| Problem requirements |
Print each entry below precisely as shown.

(Supplied entries Opens)

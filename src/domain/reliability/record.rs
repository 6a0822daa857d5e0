//! Persisted reliability results.

use rust_decimal::Decimal;
use serde::{Deserialize, Serialize};
use std::collections::BTreeMap;
use std::fmt;

use super::ReliabilityStatus;
use crate::domain::analysis::ReliabilityOutcome;
use crate::domain::foundation::{CompetencyId, ItemId, Timestamp, TraitId};

/// What a reliability record describes.
#[derive(Debug, Clone, PartialEq, Eq, PartialOrd, Ord, Hash, Serialize, Deserialize)]
#[serde(tag = "kind", content = "id", rename_all = "snake_case")]
pub enum ReliabilityScope {
    Competency(CompetencyId),
    Trait(TraitId),
}

impl ReliabilityScope {
    /// Storage discriminator.
    pub fn kind(&self) -> &'static str {
        match self {
            ReliabilityScope::Competency(_) => "competency",
            ReliabilityScope::Trait(_) => "trait",
        }
    }

    /// Storage key within the kind.
    pub fn key(&self) -> String {
        match self {
            ReliabilityScope::Competency(id) => id.to_string(),
            ReliabilityScope::Trait(id) => id.to_string(),
        }
    }
}

impl fmt::Display for ReliabilityScope {
    fn fmt(&self, f: &mut fmt::Formatter<'_>) -> fmt::Result {
        write!(f, "{}:{}", self.kind(), self.key())
    }
}

/// Cronbach's alpha for one competency or trait.
#[derive(Debug, Clone, PartialEq, Eq, Serialize, Deserialize)]
pub struct ReliabilityRecord {
    pub scope: ReliabilityScope,
    pub alpha: Option<Decimal>,
    pub sample_size: usize,
    pub item_count: usize,
    pub status: ReliabilityStatus,
    pub alpha_if_deleted: BTreeMap<ItemId, Decimal>,
    pub calculated_at: Timestamp,
}

impl ReliabilityRecord {
    pub fn from_outcome(scope: ReliabilityScope, outcome: ReliabilityOutcome, calculated_at: Timestamp) -> Self {
        Self {
            scope,
            alpha: outcome.alpha,
            sample_size: outcome.sample_size,
            item_count: outcome.item_count,
            status: outcome.status,
            alpha_if_deleted: outcome.alpha_if_deleted,
            calculated_at,
        }
    }

    /// Items whose removal would raise alpha above its current value.
    pub fn items_hurting_reliability(&self) -> Vec<ItemId> {
        let Some(alpha) = self.alpha else {
            return Vec::new();
        };
        self.alpha_if_deleted
            .iter()
            .filter(|(_, without)| **without > alpha)
            .map(|(item, _)| *item)
            .collect()
    }
}

#[cfg(test)]
mod tests {
    use super::*;
    use rust_decimal_macros::dec;

    #[test]
    fn items_hurting_reliability_are_those_raising_alpha() {
        let keep = ItemId::new();
        let drop = ItemId::new();
        let record = ReliabilityRecord {
            scope: ReliabilityScope::Competency(CompetencyId::new()),
            alpha: Some(dec!(0.65)),
            sample_size: 80,
            item_count: 3,
            status: ReliabilityStatus::Acceptable,
            alpha_if_deleted: BTreeMap::from([(keep, dec!(0.55)), (drop, dec!(0.72))]),
            calculated_at: Timestamp::now(),
        };

        assert_eq!(record.items_hurting_reliability(), vec![drop]);
    }

    #[test]
    fn scope_serializes_with_kind_tag() {
        let scope = ReliabilityScope::Trait(TraitId::new("openness").unwrap());
        let json = serde_json::to_value(&scope).unwrap();
        assert_eq!(json["kind"], "trait");
        assert_eq!(json["id"], "openness");
    }
}
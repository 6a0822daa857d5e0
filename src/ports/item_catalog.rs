//! Item catalog port (read side).
//!
//! The question bank is owned elsewhere; the engine only needs to know
//! which items exist, how they group into competencies and trait scales,
//! and which options they offer.

use async_trait::async_trait;
use serde::{Deserialize, Serialize};

use crate::domain::analysis::ItemOptions;
use crate::domain::foundation::{CompetencyId, DomainError, ItemId, TraitId};

/// An assessable item as known to the catalog.
#[derive(Debug, Clone, PartialEq, Eq, Serialize, Deserialize)]
pub struct CatalogItem {
    pub item_id: ItemId,
    pub competency_id: CompetencyId,
    pub options: ItemOptions,
}

/// Reader port for the question bank.
#[async_trait]
pub trait ItemCatalog: Send + Sync {
    /// All assessable items, ordered by id.
    async fn list_items(&self) -> Result<Vec<CatalogItem>, DomainError>;

    /// Find one item. Returns `None` if unknown.
    async fn find_item(&self, id: &ItemId) -> Result<Option<CatalogItem>, DomainError>;

    /// All competencies with at least one item.
    async fn list_competencies(&self) -> Result<Vec<CompetencyId>, DomainError>;

    /// Items of a competency. Returns `None` if the competency is unknown.
    async fn competency_items(&self, id: &CompetencyId) -> Result<Option<Vec<ItemId>>, DomainError>;

    /// All configured trait scales.
    async fn list_traits(&self) -> Result<Vec<TraitId>, DomainError>;

    /// Items aggregated into a trait. Returns `None` if the trait is unknown.
    async fn trait_items(&self, id: &TraitId) -> Result<Option<Vec<ItemId>>, DomainError>;
}

#[cfg(test)]
mod tests {
    use super::*;

    #[test]
    fn item_catalog_is_object_safe() {
        fn _accepts_dyn(_catalog: &dyn ItemCatalog) {}
    }
}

(Supplied entries Closes)

| Task response |
filename src/domain/reliability/record.rs
repository 6a0822daa857d5e0
//! Persisted reliability results.

use rust_decimal::Decimal;
use serde::{Deserialize, Serialize};
use std::collections::BTreeMap;
use std::fmt;

use super::ReliabilityStatus;
use crate::domain::analysis::ReliabilityOutcome;
use crate::domain::foundation::{CompetencyId, ItemId, Timestamp, TraitId};

/// What a reliability record describes.
#[derive(Debug, Clone, PartialEq, Eq, PartialOrd, Ord, Hash, Serialize, Deserialize)]
#[serde(tag = "kind", content = "id", rename_all = "snake_case")]
pub enum ReliabilityScope {
    Competency(CompetencyId),
    Trait(TraitId),
}

impl ReliabilityScope {
    /// Storage discriminator.
    pub fn kind(&self) -> &'static str {
        match self {
            ReliabilityScope::Competency(_) => "competency",
            ReliabilityScope::Trait(_) => "trait",
        }
    }

    /// Storage key within the kind.
    pub fn key(&self) -> String {
        match self {
            ReliabilityScope::Competency(id) => id.to_string(),
            ReliabilityScope::Trait(id) => id.to_string(),
        }
    }
}

impl fmt::Display for ReliabilityScope {
    fn fmt(&self, f: &mut fmt::Formatter<'_>) -> fmt::Result {
        write!(f, "{}:{}", self.kind(), self.key())
    }
}

/// Cronbach's alpha for one competency or trait.
#[derive(Debug, Clone, PartialEq, Eq, Serialize, Deserialize)]
pub struct ReliabilityRecord {
    pub scope: ReliabilityScope,
    pub alpha: Option<Decimal>,
    pub sample_size: usize,
    pub item_count: usize,
    pub status: ReliabilityStatus,
    pub alpha_if_deleted: BTreeMap<ItemId, Decimal>,
    pub calculated_at: Timestamp,
}

impl ReliabilityRecord {
    pub fn from_outcome(scope: ReliabilityScope, outcome: ReliabilityOutcome, calculated_at: Timestamp) -> Self {
        Self {
            scope,
            alpha: outcome.alpha,
            sample_size: outcome.sample_size,
            item_count: outcome.item_count,
            status: outcome.status,
            alpha_if_deleted: outcome.alpha_if_deleted,
            calculated_at,
        }
    }

    /// Items whose removal would raise alpha above its current value.
    pub fn items_hurting_reliability(&self) -> Vec<ItemId> {
        let Some(alpha) = self.alpha else {
            return Vec::new();
        };
        self.alpha_if_deleted
            .iter()
            .filter(|(_, without)| **without > alpha)
            .map(|(item, _)| *item)
            .collect()
    }
}

#[cfg(test)]
mod tests {
    use super::*;
    use rust_decimal_macros::dec;

    #[test]
    fn items_hurting_reliability_are_those_raising_alpha() {
        let keep = ItemId::new();
        let drop = ItemId::new();
        let record = ReliabilityRecord {
            scope: ReliabilityScope::Competency(CompetencyId::new()),
            alpha: Some(dec!(0.65)),
            sample_size: 80,
            item_count: 3,
            status: ReliabilityStatus::Acceptable,
            alpha_if_deleted: BTreeMap::from([(keep, dec!(0.55)), (drop, dec!(0.72))]),
            calculated_at: Timestamp::now(),
        };

        assert_eq!(record.items_hurting_reliability(), vec![drop]);
    }

    #[test]
    fn scope_serializes_with_kind_tag() {
        let scope = ReliabilityScope::Trait(TraitId::new("openness").unwrap());
        let json = serde_json::to_value(&scope).unwrap();
        assert_eq!(json["kind"], "trait");
        assert_eq!(json["id"], "openness");
    }
}
repository 6a0822daa857d5e0
filename src/ports/item_catalog.rs
//! Item catalog port (read side).
//!
//! The question bank is owned elsewhere; the engine only needs to know
//! which items exist, how they group into competencies and trait scales,
//! and which options they offer.

use async_trait::async_trait;
use serde::{Deserialize, Serialize};

use crate::domain::analysis::ItemOptions;
use crate::domain::foundation::{CompetencyId, DomainError, ItemId, TraitId};

/// An assessable item as known to the catalog.
#[derive(Debug, Clone, PartialEq, Eq, Serialize, Deserialize)]
pub struct CatalogItem {
    pub item_id: ItemId,
    pub competency_id: CompetencyId,
    pub options: ItemOptions,
}

/// Reader port for the question bank.
#[async_trait]
pub trait ItemCatalog: Send + Sync {
    /// All assessable items, ordered by id.
    async fn list_items(&self) -> Result<Vec<CatalogItem>, DomainError>;

    /// Find one item. Returns `None` if unknown.
    async fn find_item(&self, id: &ItemId) -> Result<Option<CatalogItem>, DomainError>;

    /// All competencies with at least one item.
    async fn list_competencies(&self) -> Result<Vec<CompetencyId>, DomainError>;

    /// Items of a competency. Returns `None` if the competency is unknown.
    async fn competency_items(&self, id: &CompetencyId) -> Result<Option<Vec<ItemId>>, DomainError>;

    /// All configured trait scales.
    async fn list_traits(&self) -> Result<Vec<TraitId>, DomainError>;

    /// Items aggregated into a trait. Returns `None` if the trait is unknown.
    async fn trait_items(&self, id: &TraitId) -> Result<Option<Vec<ItemId>>, DomainError>;
}

#[cfg(test)]
mod tests {
    use super::*;

    #[test]
    fn item_catalog_is_object_safe() {
        fn _accepts_dyn(_catalog: &dyn ItemCatalog) {}
    }
}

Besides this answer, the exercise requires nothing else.